• _What this task involves_:
From the listing below, copy each line where "links" occurs.

• _Input data_:

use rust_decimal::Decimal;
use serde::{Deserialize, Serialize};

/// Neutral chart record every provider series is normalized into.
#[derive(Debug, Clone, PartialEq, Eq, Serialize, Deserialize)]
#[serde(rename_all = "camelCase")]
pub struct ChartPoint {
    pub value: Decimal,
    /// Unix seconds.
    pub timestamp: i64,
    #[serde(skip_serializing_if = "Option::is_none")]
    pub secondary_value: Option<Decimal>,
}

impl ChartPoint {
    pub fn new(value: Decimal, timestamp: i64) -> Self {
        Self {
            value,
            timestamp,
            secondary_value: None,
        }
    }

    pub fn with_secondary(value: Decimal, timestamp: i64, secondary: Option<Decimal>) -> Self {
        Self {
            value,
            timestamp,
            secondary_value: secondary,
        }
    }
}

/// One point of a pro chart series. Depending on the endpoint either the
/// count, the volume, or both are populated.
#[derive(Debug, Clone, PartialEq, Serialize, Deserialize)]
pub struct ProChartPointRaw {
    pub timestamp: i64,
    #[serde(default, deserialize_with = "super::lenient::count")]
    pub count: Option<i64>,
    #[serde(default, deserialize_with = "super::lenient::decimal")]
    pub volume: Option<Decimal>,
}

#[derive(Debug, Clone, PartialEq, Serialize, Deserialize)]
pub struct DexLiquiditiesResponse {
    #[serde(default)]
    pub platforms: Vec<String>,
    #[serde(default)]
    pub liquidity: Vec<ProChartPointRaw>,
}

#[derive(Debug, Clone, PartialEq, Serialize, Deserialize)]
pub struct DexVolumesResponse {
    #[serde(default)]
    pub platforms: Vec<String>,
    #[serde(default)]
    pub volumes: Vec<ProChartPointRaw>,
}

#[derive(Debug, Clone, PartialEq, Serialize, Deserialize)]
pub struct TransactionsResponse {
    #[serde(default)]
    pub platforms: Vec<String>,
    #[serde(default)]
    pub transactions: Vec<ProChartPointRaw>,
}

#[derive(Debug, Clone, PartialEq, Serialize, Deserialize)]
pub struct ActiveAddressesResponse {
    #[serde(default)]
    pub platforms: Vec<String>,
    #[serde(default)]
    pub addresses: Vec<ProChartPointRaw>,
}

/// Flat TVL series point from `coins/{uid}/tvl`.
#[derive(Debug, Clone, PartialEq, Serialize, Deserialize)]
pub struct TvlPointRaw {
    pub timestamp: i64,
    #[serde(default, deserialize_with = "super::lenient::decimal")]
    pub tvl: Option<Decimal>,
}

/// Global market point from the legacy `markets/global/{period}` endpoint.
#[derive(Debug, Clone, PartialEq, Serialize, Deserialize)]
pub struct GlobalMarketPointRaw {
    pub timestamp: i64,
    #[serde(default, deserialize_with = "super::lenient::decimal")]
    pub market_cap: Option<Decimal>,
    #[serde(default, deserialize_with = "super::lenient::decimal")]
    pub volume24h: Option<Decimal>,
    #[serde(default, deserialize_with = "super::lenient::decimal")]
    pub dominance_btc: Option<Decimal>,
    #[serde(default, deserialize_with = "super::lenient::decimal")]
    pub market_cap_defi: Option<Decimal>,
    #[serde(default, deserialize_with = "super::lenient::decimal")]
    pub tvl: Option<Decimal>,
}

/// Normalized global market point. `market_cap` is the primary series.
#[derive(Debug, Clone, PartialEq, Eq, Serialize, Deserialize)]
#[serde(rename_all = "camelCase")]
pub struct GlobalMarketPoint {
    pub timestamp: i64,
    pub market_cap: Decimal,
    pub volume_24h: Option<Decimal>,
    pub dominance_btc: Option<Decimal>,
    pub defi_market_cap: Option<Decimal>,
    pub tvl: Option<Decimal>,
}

---

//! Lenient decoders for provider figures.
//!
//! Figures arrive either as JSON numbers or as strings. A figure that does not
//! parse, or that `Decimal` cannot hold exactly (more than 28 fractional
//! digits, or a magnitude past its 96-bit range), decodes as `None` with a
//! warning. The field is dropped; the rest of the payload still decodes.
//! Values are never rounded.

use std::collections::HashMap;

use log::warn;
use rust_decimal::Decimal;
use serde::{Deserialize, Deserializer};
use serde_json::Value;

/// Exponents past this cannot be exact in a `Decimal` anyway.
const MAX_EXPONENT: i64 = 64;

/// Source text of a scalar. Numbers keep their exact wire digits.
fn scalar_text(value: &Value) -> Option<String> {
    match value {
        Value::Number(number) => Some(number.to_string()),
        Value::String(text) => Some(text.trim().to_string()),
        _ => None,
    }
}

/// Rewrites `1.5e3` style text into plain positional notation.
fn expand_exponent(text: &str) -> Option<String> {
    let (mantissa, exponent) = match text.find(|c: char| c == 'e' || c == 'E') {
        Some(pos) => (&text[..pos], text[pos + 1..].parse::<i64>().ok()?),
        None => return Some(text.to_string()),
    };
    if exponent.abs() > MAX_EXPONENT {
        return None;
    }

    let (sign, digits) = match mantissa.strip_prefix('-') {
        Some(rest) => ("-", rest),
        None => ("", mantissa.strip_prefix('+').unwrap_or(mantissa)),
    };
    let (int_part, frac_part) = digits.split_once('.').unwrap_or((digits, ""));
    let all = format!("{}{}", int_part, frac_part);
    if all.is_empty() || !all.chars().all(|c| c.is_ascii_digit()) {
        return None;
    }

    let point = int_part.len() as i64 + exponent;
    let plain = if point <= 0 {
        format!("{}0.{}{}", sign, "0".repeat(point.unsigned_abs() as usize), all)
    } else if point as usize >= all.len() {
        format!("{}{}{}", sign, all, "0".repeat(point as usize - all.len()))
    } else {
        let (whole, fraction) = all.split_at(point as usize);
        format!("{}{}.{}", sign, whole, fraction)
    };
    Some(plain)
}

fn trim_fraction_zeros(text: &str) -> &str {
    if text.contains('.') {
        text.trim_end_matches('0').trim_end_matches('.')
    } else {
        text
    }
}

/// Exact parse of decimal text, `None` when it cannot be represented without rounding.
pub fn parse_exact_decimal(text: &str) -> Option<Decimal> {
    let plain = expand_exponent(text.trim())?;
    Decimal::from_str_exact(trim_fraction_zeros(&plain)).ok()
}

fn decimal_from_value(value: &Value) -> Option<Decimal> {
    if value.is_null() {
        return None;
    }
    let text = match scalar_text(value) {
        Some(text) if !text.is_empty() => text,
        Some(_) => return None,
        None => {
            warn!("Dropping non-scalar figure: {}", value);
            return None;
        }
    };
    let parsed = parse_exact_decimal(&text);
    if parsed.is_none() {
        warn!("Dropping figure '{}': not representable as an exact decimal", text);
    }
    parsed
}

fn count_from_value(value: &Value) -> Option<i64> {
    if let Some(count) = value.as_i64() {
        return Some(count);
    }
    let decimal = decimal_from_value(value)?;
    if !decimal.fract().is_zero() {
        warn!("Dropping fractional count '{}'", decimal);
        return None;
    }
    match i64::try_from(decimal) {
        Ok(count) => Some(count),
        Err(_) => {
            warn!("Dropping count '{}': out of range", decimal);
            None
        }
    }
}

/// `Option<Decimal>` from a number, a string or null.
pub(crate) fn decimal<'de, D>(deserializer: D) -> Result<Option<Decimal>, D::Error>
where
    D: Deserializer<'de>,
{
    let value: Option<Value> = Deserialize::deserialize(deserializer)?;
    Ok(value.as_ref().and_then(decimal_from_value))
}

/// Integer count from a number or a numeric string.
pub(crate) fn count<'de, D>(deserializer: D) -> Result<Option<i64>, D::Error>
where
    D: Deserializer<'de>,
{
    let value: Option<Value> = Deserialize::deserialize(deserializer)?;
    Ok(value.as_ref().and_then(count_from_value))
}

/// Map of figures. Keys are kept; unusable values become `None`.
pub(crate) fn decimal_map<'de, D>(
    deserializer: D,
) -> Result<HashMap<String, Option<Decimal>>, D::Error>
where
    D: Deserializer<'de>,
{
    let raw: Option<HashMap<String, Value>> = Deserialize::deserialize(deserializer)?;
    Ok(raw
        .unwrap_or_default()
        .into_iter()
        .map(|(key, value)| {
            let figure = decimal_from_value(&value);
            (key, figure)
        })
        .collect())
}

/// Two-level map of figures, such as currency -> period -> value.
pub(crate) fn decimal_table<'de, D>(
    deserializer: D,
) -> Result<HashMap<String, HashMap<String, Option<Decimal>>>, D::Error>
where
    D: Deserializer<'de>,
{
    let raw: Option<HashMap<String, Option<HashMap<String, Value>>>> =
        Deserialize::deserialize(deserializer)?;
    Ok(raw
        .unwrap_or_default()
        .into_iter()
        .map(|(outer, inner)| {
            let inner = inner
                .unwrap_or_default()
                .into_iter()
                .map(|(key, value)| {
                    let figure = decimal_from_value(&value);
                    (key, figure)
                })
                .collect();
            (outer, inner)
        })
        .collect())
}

--

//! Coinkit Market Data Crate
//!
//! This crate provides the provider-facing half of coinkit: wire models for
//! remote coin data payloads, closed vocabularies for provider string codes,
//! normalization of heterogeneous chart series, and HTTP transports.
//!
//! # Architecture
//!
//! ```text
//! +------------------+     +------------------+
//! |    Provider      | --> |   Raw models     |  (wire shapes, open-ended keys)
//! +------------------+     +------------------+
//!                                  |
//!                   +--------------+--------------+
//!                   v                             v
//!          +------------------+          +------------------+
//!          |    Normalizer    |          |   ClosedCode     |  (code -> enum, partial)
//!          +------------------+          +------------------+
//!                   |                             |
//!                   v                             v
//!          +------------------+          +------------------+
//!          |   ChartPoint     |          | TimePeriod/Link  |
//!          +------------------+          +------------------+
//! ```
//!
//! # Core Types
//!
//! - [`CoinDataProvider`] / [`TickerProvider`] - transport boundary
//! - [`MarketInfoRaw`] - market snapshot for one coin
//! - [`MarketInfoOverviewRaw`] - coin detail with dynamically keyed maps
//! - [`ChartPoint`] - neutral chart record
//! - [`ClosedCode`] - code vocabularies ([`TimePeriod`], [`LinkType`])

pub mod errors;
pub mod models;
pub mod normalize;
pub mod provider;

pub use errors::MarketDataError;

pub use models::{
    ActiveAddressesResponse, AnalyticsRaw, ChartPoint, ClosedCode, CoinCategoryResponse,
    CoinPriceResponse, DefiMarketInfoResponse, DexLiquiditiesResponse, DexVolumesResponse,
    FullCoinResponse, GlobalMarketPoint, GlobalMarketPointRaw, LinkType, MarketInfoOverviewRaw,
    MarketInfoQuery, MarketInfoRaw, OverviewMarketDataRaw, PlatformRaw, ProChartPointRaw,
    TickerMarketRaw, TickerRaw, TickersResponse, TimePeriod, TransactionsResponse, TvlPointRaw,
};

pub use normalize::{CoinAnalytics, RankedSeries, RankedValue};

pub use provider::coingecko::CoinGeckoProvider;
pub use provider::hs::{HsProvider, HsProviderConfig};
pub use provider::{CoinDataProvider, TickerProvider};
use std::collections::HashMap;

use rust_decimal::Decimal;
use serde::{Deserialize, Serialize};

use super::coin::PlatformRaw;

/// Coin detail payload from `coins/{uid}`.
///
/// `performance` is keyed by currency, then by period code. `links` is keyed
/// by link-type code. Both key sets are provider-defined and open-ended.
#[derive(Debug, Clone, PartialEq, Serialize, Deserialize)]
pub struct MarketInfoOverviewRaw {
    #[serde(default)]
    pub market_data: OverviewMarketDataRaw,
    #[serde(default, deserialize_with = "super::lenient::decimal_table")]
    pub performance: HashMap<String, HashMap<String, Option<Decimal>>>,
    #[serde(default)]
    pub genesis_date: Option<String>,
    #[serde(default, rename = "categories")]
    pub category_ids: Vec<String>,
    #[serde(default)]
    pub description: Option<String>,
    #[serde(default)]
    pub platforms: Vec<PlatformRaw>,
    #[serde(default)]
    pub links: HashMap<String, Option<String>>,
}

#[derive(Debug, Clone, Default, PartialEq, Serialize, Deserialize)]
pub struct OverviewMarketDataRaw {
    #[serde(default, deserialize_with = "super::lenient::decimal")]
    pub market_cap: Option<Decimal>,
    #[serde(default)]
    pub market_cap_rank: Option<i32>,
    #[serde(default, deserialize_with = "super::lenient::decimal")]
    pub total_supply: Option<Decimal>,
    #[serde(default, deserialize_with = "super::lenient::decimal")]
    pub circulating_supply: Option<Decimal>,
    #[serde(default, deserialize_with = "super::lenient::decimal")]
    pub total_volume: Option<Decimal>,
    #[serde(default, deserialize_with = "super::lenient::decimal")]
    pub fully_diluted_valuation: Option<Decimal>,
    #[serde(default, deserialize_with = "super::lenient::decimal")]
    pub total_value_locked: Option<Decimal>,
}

• _Answer section_:
/// `performance` is keyed by currency, then by period code. `links` is keyed
    pub links: HashMap<String, Option<String>>,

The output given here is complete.